Possibilities of Using Biosorbents and Synthetic Sorbents in Monitoring Heavy Metal Pollution of Surface Waters

Overview

Journal Sci Rep

Specialty Science

Date 2025 Feb 11

PMID 39934280

Authors

Andrzej Klos

Slawomir Wierzba

Magdalena Piechaczek-Wereszczynska

Kacper Matik

Mariusz Glowacki

Maciej Plotka

Alicja Gawdzik

Miroslaw Wiatkowski

Agnieszka Dolhanczuk-Srodka

Zbigniew Ziembik

Affiliations

Soon will be listed here.

Abstract

This article presents the findings of fundamental research designed to assess the viability of utilising a range of sorbents to determine whether preset concentration thresholds for specific heavy metals - namely nickel, zinc, cadmium, and lead - have been exceeded in prepared aqueous solutions. The biosorbents employed in the study were mosses, lichens and algae, modified zeolites, and synthetic cationites. It was demonstrated that a state of heterophasic ion exchange equilibrium was attained following an exposure period of approximately two hours.

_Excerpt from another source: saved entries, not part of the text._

use serde::Serialize;

pub const PULSE_STEPS: usize = 50;
pub const TRAJECTORY_STEPS: usize = 50;

pub const DEFAULT_QUBITS: i32 = 8;
pub const DEFAULT_STRENGTH: f64 = 1.0;

#[derive(Copy, Clone, Debug, Eq, PartialEq, Default)]
pub enum ModelKind {
    Mlp,
    MlpSet,
    #[default]
    Gcn,
    Gat,
    Unknown,
}

#[derive(Copy, Clone, Debug, Eq, PartialEq)]
pub enum Waveform {
    Sine,
    Cosine,
}

#[derive(Debug, Clone, Copy)]
pub struct SimulationInputs {
    pub qubits: i32,
    pub strength: f64,
    pub model: ModelKind,
}

impl Default for SimulationInputs {
    fn default() -> Self {
        Self {
            qubits: DEFAULT_QUBITS,
            strength: DEFAULT_STRENGTH,
            model: ModelKind::default(),
        }
    }
}

#[derive(Debug, Clone, Copy, PartialEq, Serialize)]
pub struct BlochPoint {
    pub theta: f64,
    pub phi: f64,
}

#[derive(Debug, Clone, Serialize)]
#[serde(rename_all = "camelCase")]
pub struct SimulationResult {
    pub optimal_pulse: Vec<f64>,
    pub final_energy: f64,
    pub learning_time: f64,
    pub model_params: i64,
    pub trajectory: Vec<BlochPoint>,
}

impl SimulationResult {
    /// False when any number would serialize as JSON `null`.
    pub fn is_finite(&self) -> bool {
        self.final_energy.is_finite()
            && self.learning_time.is_finite()
            && self.optimal_pulse.iter().all(|v| v.is_finite())
            && self
                .trajectory
                .iter()
                .all(|p| p.theta.is_finite() && p.phi.is_finite())
    }
}
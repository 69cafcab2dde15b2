use std::f64::consts::PI;

use rand::rngs::StdRng;
use rand::{Rng, SeedableRng};

use super::models::{BASE_ENERGY, BASE_LEARNING_TIME, ModelProfile, PulseShape};
use super::types::{
    BlochPoint, PULSE_STEPS, SimulationInputs, SimulationResult, TRAJECTORY_STEPS, Waveform,
};

const TRAJECTORY_START: BlochPoint = BlochPoint {
    theta: 0.0,
    phi: 0.0,
};

#[derive(Debug, Clone, Copy, PartialEq)]
pub struct TrainingMetrics {
    pub final_energy: f64,
    pub learning_time: f64,
    pub model_params: i64,
}

/// Runs one mock optimisation. All randomness comes from `rng`, so a seeded
/// generator makes the whole result reproducible.
pub fn run_simulation<R: Rng + ?Sized>(inputs: &SimulationInputs, rng: &mut R) -> SimulationResult {
    let profile = inputs.model.profile();
    let optimal_pulse = match profile.pulse {
        Some(shape) => generate_pulse(&shape, inputs, rng),
        None => Vec::new(),
    };
    let metrics = training_metrics(profile, inputs);
    let trajectory = generate_trajectory(profile, inputs);

    SimulationResult {
        optimal_pulse,
        final_energy: metrics.final_energy,
        learning_time: metrics.learning_time,
        model_params: metrics.model_params,
        trajectory,
    }
}

/// Builds the generator used for one request: deterministic when a seed is
/// supplied, entropy-seeded otherwise.
pub fn simulation_rng(seed: Option<u64>) -> StdRng {
    match seed {
        Some(seed) => StdRng::seed_from_u64(seed),
        None => StdRng::from_entropy(),
    }
}

pub fn training_metrics(profile: &ModelProfile, inputs: &SimulationInputs) -> TrainingMetrics {
    let qubits = inputs.qubits as f64;
    let strength = inputs.strength;

    let mut final_energy = BASE_ENERGY + profile.energy_offset;
    let mut learning_time = BASE_LEARNING_TIME + profile.time_offset;
    let base_params = profile.base_params as f64;

    final_energy += qubits * 0.5;
    learning_time += qubits * 0.8;
    let model_params = base_params + base_params * (qubits / 10.0);
    final_energy -= strength * 5.0;
    learning_time += strength * 1.2;

    TrainingMetrics {
        final_energy: round_to(final_energy, 2),
        learning_time: round_to(learning_time, 1),
        model_params: model_params.trunc() as i64,
    }
}

fn generate_pulse<R: Rng + ?Sized>(
    shape: &PulseShape,
    inputs: &SimulationInputs,
    rng: &mut R,
) -> Vec<f64> {
    let amplitude = shape.amplitude * inputs.strength;
    let sigma = shape.noise.std_dev(inputs.qubits);
    let last = (PULSE_STEPS - 1) as f64;

    (0..PULSE_STEPS)
        .map(|i| {
            let x = shape.span * i as f64 / last;
            let base = match shape.waveform {
                Waveform::Sine => x.sin(),
                Waveform::Cosine => x.cos(),
            };
            base * amplitude + sigma * standard_normal(rng)
        })
        .collect()
}

fn generate_trajectory(profile: &ModelProfile, inputs: &SimulationInputs) -> Vec<BlochPoint> {
    let target = profile.target.resolve(inputs.qubits, inputs.strength);
    let steps = TRAJECTORY_STEPS as f64;

    // Step 0 is excluded; the last step lands on the target exactly.
    (0..TRAJECTORY_STEPS)
        .map(|i| {
            let t = (i + 1) as f64 / steps;
            BlochPoint {
                theta: TRAJECTORY_START.theta + t * (target.theta - TRAJECTORY_START.theta),
                phi: TRAJECTORY_START.phi + t * (target.phi - TRAJECTORY_START.phi),
            }
        })
        .collect()
}

/// Rounds the exact binary value to `decimals` places. Scaling by a power of
/// ten first would turn values just below a tie into exact ties.
fn round_to(value: f64, decimals: usize) -> f64 {
    format!("{value:.decimals$}").parse().unwrap_or(value)
}

fn standard_normal<R: Rng + ?Sized>(rng: &mut R) -> f64 {
    let u1 = rng.gen_range(f64::MIN_POSITIVE..1.0);
    let u2 = rng.gen_range(0.0..1.0);
    (-2.0 * u1.ln()).sqrt() * (2.0 * PI * u2).cos()
}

Of the heavy metal sorbents tested, synthetic cationites were found to exhibit the most favourable sorption properties. Furthermore, the sorption processes of heavy metal cations by synthetic cationites were found to be influenced by the pH and salinity of the solution. No significant changes were observed in the pH range of 4.0 to 8.0. A reduction in heavy metal sorption of up to 25% was observed in solutions with conductivity ranging from 300 to 1500 μS cm, and up to 15% in solutions with conductivity between 300 and 800 μS cm. The results presented here indicate that, with relatively stable water salinity levels, it is possible to detect exceedances of permissible heavy metal concentrations in surface waters on the basis of an analysis of metal concentrations in synthetic cationites exposed in water.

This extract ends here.